My grandmother Sarah Jane Protheroe and her great friend Sarah Philpin, into their early seventies, used to go twice or three times a week to the various cinemas, but complained that having got there for the beginning of the evening films, (programmes consisted of an A film, a B film, a cartoon or two and a newsreel, and were continuous from about 2 pm until 10 pm ish), they would fall asleep, to be woken by the attendants to say that the national anthem had been played and it was time to go home.

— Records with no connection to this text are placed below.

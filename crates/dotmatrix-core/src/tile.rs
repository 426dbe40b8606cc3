//! Decoded tiles and sprite descriptors plus their lazily filled caches.
//!
//! VRAM and OAM stay the source of truth. A cache slot is `None` until a
//! reader needs it, and is reset to `None` whenever one of its backing bytes
//! is written.

pub const TILE_WIDTH: usize = 8;
pub const TILE_HEIGHT: usize = 8;
/// Bytes of VRAM per tile (two bitplanes per row).
pub const TILE_BYTES: usize = 16;
/// Tiles addressable in 0x8000-0x97FF.
pub const TILE_COUNT: usize = 384;

/// Bytes of OAM per sprite.
pub const SPRITE_BYTES: usize = 4;
pub const SPRITE_COUNT: usize = 40;

/// An 8x8 grid of 2-bit colour codes, row-major.
#[derive(Debug, Clone, Copy, PartialEq, Eq)]
pub struct Tile {
    pixels: [u8; TILE_WIDTH * TILE_HEIGHT],
}

impl Tile {
    pub fn decode(data: &[u8]) -> Self {
        debug_assert!(data.len() >= TILE_BYTES);
        let mut pixels = [0u8; TILE_WIDTH * TILE_HEIGHT];
        for (row, plane) in data[..TILE_BYTES].chunks_exact(2).enumerate() {
            let (lo, hi) = (plane[0], plane[1]);
            for col in 0..TILE_WIDTH {
                let bit = 7 - col;
                pixels[row * TILE_WIDTH + col] = ((hi >> bit) & 1) << 1 | ((lo >> bit) & 1);
            }
        }
        Self { pixels }
    }

    #[inline]
    pub fn color_code(&self, x: usize, y: usize) -> u8 {
        self.pixels[y * TILE_WIDTH + x]
    }
}

#[derive(Debug, Clone, Copy, PartialEq, Eq)]
pub enum SpritePriority {
    /// Drawn over every background colour.
    Front,
    /// Only visible where the background uses colour code 0.
    Behind,
}

#[derive(Debug, Clone, Copy, PartialEq, Eq)]
pub struct SpriteAttributes {
    /// Top edge in screen coordinates (OAM byte 0 minus 16).
    pub y: i16,
    /// Left edge in screen coordinates (OAM byte 1 minus 8).
    pub x: i16,
    pub tile: u8,
    pub priority: SpritePriority,
    pub y_flip: bool,
    pub x_flip: bool,
    /// false selects OBP0, true selects OBP1.
    pub palette1: bool,
}

impl SpriteAttributes {
    pub fn decode(data: &[u8]) -> Self {
        debug_assert!(data.len() >= SPRITE_BYTES);
        let flags = data[3];
        Self {
            y: data[0] as i16 - 16,
            x: data[1] as i16 - 8,
            tile: data[2],
            priority: if flags & 0x80 != 0 {
                SpritePriority::Behind
            } else {
                SpritePriority::Front
            },
            y_flip: flags & 0x40 != 0,
            x_flip: flags & 0x20 != 0,
            palette1: flags & 0x10 != 0,
        }
    }

    /// Half-open vertical test against an 8-pixel tall sprite.
    pub fn covers_line(&self, line: u8) -> bool {
        let line = line as i16;
        self.y <= line && line < self.y + TILE_HEIGHT as i16
    }
}

pub struct TileCache {
    entries: Vec<Option<Tile>>,
}

impl TileCache {
    pub fn new() -> Self {
        Self {
            entries: vec![None; TILE_COUNT],
        }
    }

    /// Fetch tile `index`, decoding it from `vram` (offset 0 = 0x8000) on a
    /// miss.
    pub fn get(&mut self, index: usize, vram: &[u8]) -> Tile {
        debug_assert!(index < TILE_COUNT);
        *self.entries[index].get_or_insert_with(|| {
            let start = index * TILE_BYTES;
            Tile::decode(&vram[start..start + TILE_BYTES])
        })
    }

    /// Drop the tile backed by VRAM offset `offset`, if any.
    pub fn invalidate(&mut self, offset: usize) {
        if let Some(slot) = self.entries.get_mut(offset / TILE_BYTES) {
            *slot = None;
        }
    }

    pub fn is_cached(&self, index: usize) -> bool {
        self.entries.get(index).is_some_and(Option::is_some)
    }
}

impl Default for TileCache {
    fn default() -> Self {
        Self::new()
    }
}

pub struct SpriteCache {
    entries: Vec<Option<SpriteAttributes>>,
}

impl SpriteCache {
    pub fn new() -> Self {
        Self {
            entries: vec![None; SPRITE_COUNT],
        }
    }

    pub fn get(&mut self, slot: usize, oam: &[u8]) -> SpriteAttributes {
        debug_assert!(slot < SPRITE_COUNT);
        *self.entries[slot].get_or_insert_with(|| {
            let start = slot * SPRITE_BYTES;
            SpriteAttributes::decode(&oam[start..start + SPRITE_BYTES])
        })
    }

    pub fn invalidate(&mut self, offset: usize) {
        if let Some(slot) = self.entries.get_mut(offset / SPRITE_BYTES) {
            *slot = None;
        }
    }

    pub fn invalidate_all(&mut self) {
        self.entries.fill(None);
    }

    pub fn is_cached(&self, slot: usize) -> bool {
        self.entries.get(slot).is_some_and(Option::is_some)
    }
}

impl Default for SpriteCache {
    fn default() -> Self {
        Self::new()
    }
}
//! Work RAM and high RAM.

const WRAM_SIZE: usize = 0x2000;
const HRAM_SIZE: usize = 0x7F;

const WRAM_START: u16 = 0xC000;
const ECHO_START: u16 = 0xE000;
const HRAM_START: u16 = 0xFF80;

/// 8 KiB at 0xC000-0xDFFF, also visible through the echo region
/// 0xE000-0xFDFF.
pub struct WorkRam {
    data: Vec<u8>,
}

impl WorkRam {
    pub fn new() -> Self {
        Self {
            data: vec![0; WRAM_SIZE],
        }
    }

    /// Echo addresses fold back onto the same storage.
    #[inline]
    fn index(addr: u16) -> usize {
        let addr = if addr >= ECHO_START {
            addr - (ECHO_START - WRAM_START)
        } else {
            addr
        };
        debug_assert!((WRAM_START..WRAM_START + WRAM_SIZE as u16).contains(&addr));
        (addr - WRAM_START) as usize
    }

    pub fn read(&self, addr: u16) -> u8 {
        self.data[Self::index(addr)]
    }

    pub fn write(&mut self, addr: u16, val: u8) {
        self.data[Self::index(addr)] = val;
    }
}

impl Default for WorkRam {
    fn default() -> Self {
        Self::new()
    }
}

/// 127 bytes at 0xFF80-0xFFFE.
pub struct HighRam {
    data: [u8; HRAM_SIZE],
}

impl HighRam {
    pub fn new() -> Self {
        Self {
            data: [0; HRAM_SIZE],
        }
    }

    pub fn read(&self, addr: u16) -> u8 {
        self.data[(addr - HRAM_START) as usize]
    }

    pub fn write(&mut self, addr: u16, val: u8) {
        self.data[(addr - HRAM_START) as usize] = val;
    }
}

impl Default for HighRam {
    fn default() -> Self {
        Self::new()
    }
}
//! The external-system collaborator.
//!
//! Filesystem access, process execution, and console output are funnelled
//! through the [`System`] trait. Production code uses [`HostSystem`]; tests
//! substitute a recording implementation.

use std::io::IsTerminal;
use std::path::{Path, PathBuf};
use std::process::{Command, Stdio};

use elc_common::error::{ElcError, Result};
use elc_compose::vars::VarMap;

/// Output of a process run with captured stdout.
#[derive(Debug, Clone, PartialEq, Eq)]
pub struct CapturedOutput {
    /// Exit code returned by the process.
    pub code: i32,
    /// Standard output, decoded lossily.
    pub stdout: String,
}

/// Platform seam for everything elc does outside of pure resolution.
///
/// A single instance is threaded through one invocation; implementations
/// need not be shareable across threads.
pub trait System {
    /// Reads a whole file.
    ///
    /// # Errors
    ///
    /// Returns [`ElcError::Io`] if the file cannot be read.
    fn read_file(&self, path: &Path) -> Result<Vec<u8>>;

    /// Replaces the contents of a file.
    ///
    /// # Errors
    ///
    /// Returns [`ElcError::Io`] if the file cannot be written.
    fn write_file(&self, path: &Path, contents: &[u8]) -> Result<()>;

    /// Returns `true` if `path` exists.
    fn file_exists(&self, path: &Path) -> bool;

    /// The process working directory.
    ///
    /// # Errors
    ///
    /// Returns [`ElcError::Io`] if the directory cannot be determined.
    fn current_dir(&self) -> Result<PathBuf>;

    /// The user's home directory.
    ///
    /// # Errors
    ///
    /// Returns an error if no home directory is known.
    fn home_dir(&self) -> Result<PathBuf>;

    /// Runs `argv` with `env` added to the environment, capturing stdout.
    ///
    /// # Errors
    ///
    /// Returns an error if the process cannot be spawned. A non-zero exit is
    /// reported through [`CapturedOutput::code`], not as an error.
    fn run_captured(&self, argv: &[String], env: &VarMap) -> Result<CapturedOutput>;

    /// Runs `argv` attached to the caller's standard streams.
    ///
    /// # Errors
    ///
    /// Returns an error if the process cannot be spawned.
    fn run_interactive(&self, argv: &[String], env: &VarMap) -> Result<i32>;

    /// Returns `true` if standard output is attached to a terminal.
    fn is_terminal(&self) -> bool;

    /// Writes one line to standard output.
    fn println(&self, line: &str);
}

/// [`System`] backed by the real host.
#[derive(Debug, Clone, Copy, Default)]
pub struct HostSystem;

impl HostSystem {
    /// Creates the host collaborator.
    #[must_use]
    pub const fn new() -> Self {
        Self
    }

    fn command(argv: &[String], env: &VarMap) -> Result<Command> {
        let (program, args) = argv.split_first().ok_or_else(|| ElcError::Config {
            message: "cannot run an empty command".into(),
        })?;
        let mut cmd = Command::new(program);
        let _ = cmd.args(args).envs(env.iter());
        Ok(cmd)
    }
}

fn spawn_error(argv: &[String], source: std::io::Error) -> ElcError {
    ElcError::Io {
        path: PathBuf::from(argv.first().map_or("", String::as_str)),
        source,
    }
}

impl System for HostSystem {
    fn read_file(&self, path: &Path) -> Result<Vec<u8>> {
        std::fs::read(path).map_err(|source| ElcError::Io {
            path: path.to_path_buf(),
            source,
        })
    }

    fn write_file(&self, path: &Path, contents: &[u8]) -> Result<()> {
        std::fs::write(path, contents).map_err(|source| ElcError::Io {
            path: path.to_path_buf(),
            source,
        })
    }

    fn file_exists(&self, path: &Path) -> bool {
        path.exists()
    }

    fn current_dir(&self) -> Result<PathBuf> {
        std::env::current_dir().map_err(|source| ElcError::Io {
            path: PathBuf::from("."),
            source,
        })
    }

    fn home_dir(&self) -> Result<PathBuf> {
        dirs::home_dir().ok_or_else(|| ElcError::Config {
            message: "cannot determine the home directory".into(),
        })
    }

    fn run_captured(&self, argv: &[String], env: &VarMap) -> Result<CapturedOutput> {
        tracing::debug!(cmd = ?argv, "running captured");
        let output = Self::command(argv, env)?
            .stdin(Stdio::null())
            .stderr(Stdio::inherit())
            .output()
            .map_err(|e| spawn_error(argv, e))?;
        Ok(CapturedOutput {
            code: output.status.code().unwrap_or(-1),
            stdout: String::from_utf8_lossy(&output.stdout).into_owned(),
        })
    }

    fn run_interactive(&self, argv: &[String], env: &VarMap) -> Result<i32> {
        tracing::debug!(cmd = ?argv, "running interactive");
        let status = Self::command(argv, env)?
            .status()
            .map_err(|e| spawn_error(argv, e))?;
        Ok(status.code().unwrap_or(-1))
    }

    fn is_terminal(&self) -> bool {
        std::io::stdout().is_terminal()
    }

    #[allow(clippy::print_stdout)]
    fn println(&self, line: &str) {
        println!("{line}");
    }
}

The family suggested that they went for the early start, when they would be wide enough awake to see the whole programme. They tried this a couple of times, getting there for the 2 pm start, to be woken yet again around 10 pm by the attendants with the repeated reminder that the national anthem had been played and it was time to go home!
The Rex3 cinema, which David does not mention as it came much later, in 1939, had a Compton organ4 which came up out of the depths at appropriate moments, with its lights blending through all the colours of the rainbow. Soon after the Rex opened, my mother, Glynelen (née Protheroe) took us to see a film show there, and having stood through the national anthem at the end, she walked us down to look at the organ. The organist was rather off-hand until my mother told him that her father and grandfather had had sixty years between them playing the organ in St Mair’s Church5, and that in her younger days she had been able to play hymn tunes on it. St Mair’s, with its services in Welsh, was where my parents were married, and where all three of us brothers were christened. It has long since gone, to be replaced, I believe, by an old people’s centre.
Mother’s father, Gwilym Protheroe, had promised that as soon as we boys were
old enough he would teach us to play the organ in order to maintain the family tradition. Sadly,
a year or so before Tony would have started lessons, the old man was taken ill, and
never recovered.

My other grandfather, Richard Lewis Berry, was another accomplished musician, playing about half a dozen instruments. He led a small orchestra which played in one of the cinemas during the silent film days. He had kept his double bass, and said that when I was big enough he would teach me to play it, and it was to be mine. Regrettably, it never came my way when he died.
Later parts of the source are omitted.